#### [Problem statement]
Nothing is to be left out: repeat every entry exactly as given.

#### [Collected data entries]

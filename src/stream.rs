//! Chunked read streams and buffered write streams.
//!
//! A read stream is a lazy, finite, restartable-per-call sequence of chunks
//! over a content snapshot taken in a single pass through the store's actor;
//! consumers may stop early without materializing the rest. A write stream
//! accumulates pushed chunks and performs exactly one atomic replace-write on
//! commit; cancel (or drop without commit) discards the buffer so no partial
//! content ever becomes visible.

use std::sync::Arc;

use serde::{Deserialize, Serialize};

use crate::error::FsResult;

/// Reference chunk size used when a caller does not pick one.
pub const DEFAULT_CHUNK_SIZE: usize = 1024;

/// How a read stream cuts content into chunks.
#[derive(Debug, Clone, Copy, PartialEq, Eq, Serialize, Deserialize)]
#[serde(rename_all = "snake_case")]
pub enum ChunkMode {
    /// Fixed-size byte chunks; the final chunk may be short. Sizes below 1
    /// are treated as 1.
    Bytes(usize),
    /// Split on `\n`, each chunk keeping its terminator; a final unterminated
    /// line is yielded as-is.
    Lines,
}

impl Default for ChunkMode {
    fn default() -> Self {
        ChunkMode::Bytes(DEFAULT_CHUNK_SIZE)
    }
}

/// Per-adapter policy for `read_stream` on a nonexistent file. Backends
/// genuinely differ here, so each config fixes its own and the choice is part
/// of the config type.
#[derive(Debug, Clone, Copy, Default, PartialEq, Eq, Serialize, Deserialize)]
#[serde(rename_all = "snake_case")]
pub enum MissingStreamBehavior {
    /// Yield a stream with zero chunks (snapshot-store behavior).
    #[default]
    EmptyStream,
    /// Fail with `FileNotFound` (raw-disk behavior).
    Fail,
}

/// Lazy chunk source over an immutable content snapshot.
#[derive(Debug, Clone)]
pub struct ReadStream {
    content: Arc<[u8]>,
    mode: ChunkMode,
}

impl ReadStream {
    pub fn new(content: Arc<[u8]>, mode: ChunkMode) -> Self {
        ReadStream { content, mode }
    }

    pub fn empty(mode: ChunkMode) -> Self {
        ReadStream { content: Arc::from(&[][..]), mode }
    }

    pub fn mode(&self) -> ChunkMode {
        self.mode
    }

    /// Total snapshot length in bytes.
    pub fn content_len(&self) -> usize {
        self.content.len()
    }

    /// A fresh iterator from the start; each call restarts.
    pub fn chunks(&self) -> ReadStreamIter {
        ReadStreamIter { content: Arc::clone(&self.content), pos: 0, mode: self.mode }
    }

    /// Number of chunks. Byte mode is pure arithmetic; line mode falls back
    /// to a full traversal.
    pub fn len_chunks(&self) -> usize {
        match self.mode {
            ChunkMode::Bytes(n) => {
                let n = n.max(1);
                self.content.len().div_ceil(n)
            }
            ChunkMode::Lines => self.chunks().count(),
        }
    }

    /// Bounded slice: up to `count` chunks starting at chunk index `start`.
    /// Byte mode slices by index math; line mode re-derives via traversal.
    pub fn slice(&self, start: usize, count: usize) -> Vec<Vec<u8>> {
        match self.mode {
            ChunkMode::Bytes(n) => {
                let n = n.max(1);
                let mut out = Vec::new();
                for idx in start..start.saturating_add(count) {
                    let lo = match idx.checked_mul(n) {
                        Some(lo) if lo < self.content.len() => lo,
                        _ => break,
                    };
                    let hi = (lo + n).min(self.content.len());
                    out.push(self.content[lo..hi].to_vec());
                }
                out
            }
            ChunkMode::Lines => self.chunks().skip(start).take(count).collect(),
        }
    }

    /// Membership: whether any chunk equals `chunk` exactly. Full traversal;
    /// no cheaper path exists for either mode.
    pub fn contains(&self, chunk: &[u8]) -> bool {
        self.chunks().any(|c| c == chunk)
    }
}

impl IntoIterator for ReadStream {
    type Item = Vec<u8>;
    type IntoIter = ReadStreamIter;

    fn into_iter(self) -> ReadStreamIter {
        self.chunks()
    }
}

impl<'a> IntoIterator for &'a ReadStream {
    type Item = Vec<u8>;
    type IntoIter = ReadStreamIter;

    fn into_iter(self) -> ReadStreamIter {
        self.chunks()
    }
}

pub struct ReadStreamIter {
    content: Arc<[u8]>,
    pos: usize,
    mode: ChunkMode,
}

impl Iterator for ReadStreamIter {
    type Item = Vec<u8>;

    fn next(&mut self) -> Option<Vec<u8>> {
        if self.pos >= self.content.len() {
            return None;
        }
        let rest = &self.content[self.pos..];
        let take = match self.mode {
            ChunkMode::Bytes(n) => n.max(1).min(rest.len()),
            ChunkMode::Lines => match rest.iter().position(|&b| b == b'\n') {
                Some(i) => i + 1,
                None => rest.len(),
            },
        };
        let chunk = rest[..take].to_vec();
        self.pos += take;
        Some(chunk)
    }
}

type CommitFn = Box<dyn FnOnce(Vec<u8>) -> FsResult<()> + Send>;

/// Buffered write sink. Nothing touches the store until `commit`; `cancel`
/// or a plain drop discards the buffer.
pub struct WriteStream {
    target: String,
    buf: Vec<u8>,
    commit: Option<CommitFn>,
}

impl WriteStream {
    pub fn new(target: impl Into<String>, commit: CommitFn) -> Self {
        WriteStream { target: target.into(), buf: Vec::new(), commit: Some(commit) }
    }

    /// Path this stream will commit to.
    pub fn target(&self) -> &str {
        &self.target
    }

    pub fn push(&mut self, chunk: &[u8]) {
        self.buf.extend_from_slice(chunk);
    }

    pub fn buffered_len(&self) -> usize {
        self.buf.len()
    }

    /// One atomic replace-write of everything pushed so far. Concurrent
    /// streams to the same path are not synchronized beyond this single
    /// commit: last writer wins.
    pub fn commit(mut self) -> FsResult<()> {
        let buf = std::mem::take(&mut self.buf);
        match self.commit.take() {
            Some(commit) => commit(buf),
            None => Ok(()),
        }
    }

    /// Explicit halt: discard the buffer, write nothing.
    pub fn cancel(mut self) {
        self.commit.take();
        self.buf.clear();
        tracing::debug!(target = %self.target, "write stream cancelled, buffer discarded");
    }
}

impl Drop for WriteStream {
    fn drop(&mut self) {
        if self.commit.is_some() {
            tracing::debug!(target = %self.target, "write stream dropped uncommitted");
        }
    }
}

#### [Answer]
filename src/stream.rs
//! Chunked read streams and buffered write streams.
//!
//! A read stream is a lazy, finite, restartable-per-call sequence of chunks
//! over a content snapshot taken in a single pass through the store's actor;
//! consumers may stop early without materializing the rest. A write stream
//! accumulates pushed chunks and performs exactly one atomic replace-write on
//! commit; cancel (or drop without commit) discards the buffer so no partial
//! content ever becomes visible.

use std::sync::Arc;

use serde::{Deserialize, Serialize};

use crate::error::FsResult;

/// Reference chunk size used when a caller does not pick one.
pub const DEFAULT_CHUNK_SIZE: usize = 1024;

/// How a read stream cuts content into chunks.
#[derive(Debug, Clone, Copy, PartialEq, Eq, Serialize, Deserialize)]
#[serde(rename_all = "snake_case")]
pub enum ChunkMode {
    /// Fixed-size byte chunks; the final chunk may be short. Sizes below 1
    /// are treated as 1.
    Bytes(usize),
    /// Split on `\n`, each chunk keeping its terminator; a final unterminated
    /// line is yielded as-is.
    Lines,
}

impl Default for ChunkMode {
    fn default() -> Self {
        ChunkMode::Bytes(DEFAULT_CHUNK_SIZE)
    }
}

/// Per-adapter policy for `read_stream` on a nonexistent file. Backends
/// genuinely differ here, so each config fixes its own and the choice is part
/// of the config type.
#[derive(Debug, Clone, Copy, Default, PartialEq, Eq, Serialize, Deserialize)]
#[serde(rename_all = "snake_case")]
pub enum MissingStreamBehavior {
    /// Yield a stream with zero chunks (snapshot-store behavior).
    #[default]
    EmptyStream,
    /// Fail with `FileNotFound` (raw-disk behavior).
    Fail,
}

/// Lazy chunk source over an immutable content snapshot.
#[derive(Debug, Clone)]
pub struct ReadStream {
    content: Arc<[u8]>,
    mode: ChunkMode,
}

impl ReadStream {
    pub fn new(content: Arc<[u8]>, mode: ChunkMode) -> Self {
        ReadStream { content, mode }
    }

    pub fn empty(mode: ChunkMode) -> Self {
        ReadStream { content: Arc::from(&[][..]), mode }
    }

    pub fn mode(&self) -> ChunkMode {
        self.mode
    }

    /// Total snapshot length in bytes.
    pub fn content_len(&self) -> usize {
        self.content.len()
    }

    /// A fresh iterator from the start; each call restarts.
    pub fn chunks(&self) -> ReadStreamIter {
        ReadStreamIter { content: Arc::clone(&self.content), pos: 0, mode: self.mode }
    }

    /// Number of chunks. Byte mode is pure arithmetic; line mode falls back
    /// to a full traversal.
    pub fn len_chunks(&self) -> usize {
        match self.mode {
            ChunkMode::Bytes(n) => {
                let n = n.max(1);
                self.content.len().div_ceil(n)
            }
            ChunkMode::Lines => self.chunks().count(),
        }
    }

    /// Bounded slice: up to `count` chunks starting at chunk index `start`.
    /// Byte mode slices by index math; line mode re-derives via traversal.
    pub fn slice(&self, start: usize, count: usize) -> Vec<Vec<u8>> {
        match self.mode {
            ChunkMode::Bytes(n) => {
                let n = n.max(1);
                let mut out = Vec::new();
                for idx in start..start.saturating_add(count) {
                    let lo = match idx.checked_mul(n) {
                        Some(lo) if lo < self.content.len() => lo,
                        _ => break,
                    };
                    let hi = (lo + n).min(self.content.len());
                    out.push(self.content[lo..hi].to_vec());
                }
                out
            }
            ChunkMode::Lines => self.chunks().skip(start).take(count).collect(),
        }
    }

    /// Membership: whether any chunk equals `chunk` exactly. Full traversal;
    /// no cheaper path exists for either mode.
    pub fn contains(&self, chunk: &[u8]) -> bool {
        self.chunks().any(|c| c == chunk)
    }
}

impl IntoIterator for ReadStream {
    type Item = Vec<u8>;
    type IntoIter = ReadStreamIter;

    fn into_iter(self) -> ReadStreamIter {
        self.chunks()
    }
}

impl<'a> IntoIterator for &'a ReadStream {
    type Item = Vec<u8>;
    type IntoIter = ReadStreamIter;

    fn into_iter(self) -> ReadStreamIter {
        self.chunks()
    }
}

pub struct ReadStreamIter {
    content: Arc<[u8]>,
    pos: usize,
    mode: ChunkMode,
}

impl Iterator for ReadStreamIter {
    type Item = Vec<u8>;

    fn next(&mut self) -> Option<Vec<u8>> {
        if self.pos >= self.content.len() {
            return None;
        }
        let rest = &self.content[self.pos..];
        let take = match self.mode {
            ChunkMode::Bytes(n) => n.max(1).min(rest.len()),
            ChunkMode::Lines => match rest.iter().position(|&b| b == b'\n') {
                Some(i) => i + 1,
                None => rest.len(),
            },
        };
        let chunk = rest[..take].to_vec();
        self.pos += take;
        Some(chunk)
    }
}

type CommitFn = Box<dyn FnOnce(Vec<u8>) -> FsResult<()> + Send>;

/// Buffered write sink. Nothing touches the store until `commit`; `cancel`
/// or a plain drop discards the buffer.
pub struct WriteStream {
    target: String,
    buf: Vec<u8>,
    commit: Option<CommitFn>,
}

impl WriteStream {
    pub fn new(target: impl Into<String>, commit: CommitFn) -> Self {
        WriteStream { target: target.into(), buf: Vec::new(), commit: Some(commit) }
    }

    /// Path this stream will commit to.
    pub fn target(&self) -> &str {
        &self.target
    }

    pub fn push(&mut self, chunk: &[u8]) {
        self.buf.extend_from_slice(chunk);
    }

    pub fn buffered_len(&self) -> usize {
        self.buf.len()
    }

    /// One atomic replace-write of everything pushed so far. Concurrent
    /// streams to the same path are not synchronized beyond this single
    /// commit: last writer wins.
    pub fn commit(mut self) -> FsResult<()> {
        let buf = std::mem::take(&mut self.buf);
        match self.commit.take() {
            Some(commit) => commit(buf),
            None => Ok(()),
        }
    }

    /// Explicit halt: discard the buffer, write nothing.
    pub fn cancel(mut self) {
        self.commit.take();
        self.buf.clear();
        tracing::debug!(target = %self.target, "write stream cancelled, buffer discarded");
    }
}

impl Drop for WriteStream {
    fn drop(&mut self) {
        if self.commit.is_some() {
            tracing::debug!(target = %self.target, "write stream dropped uncommitted");
        }
    }
}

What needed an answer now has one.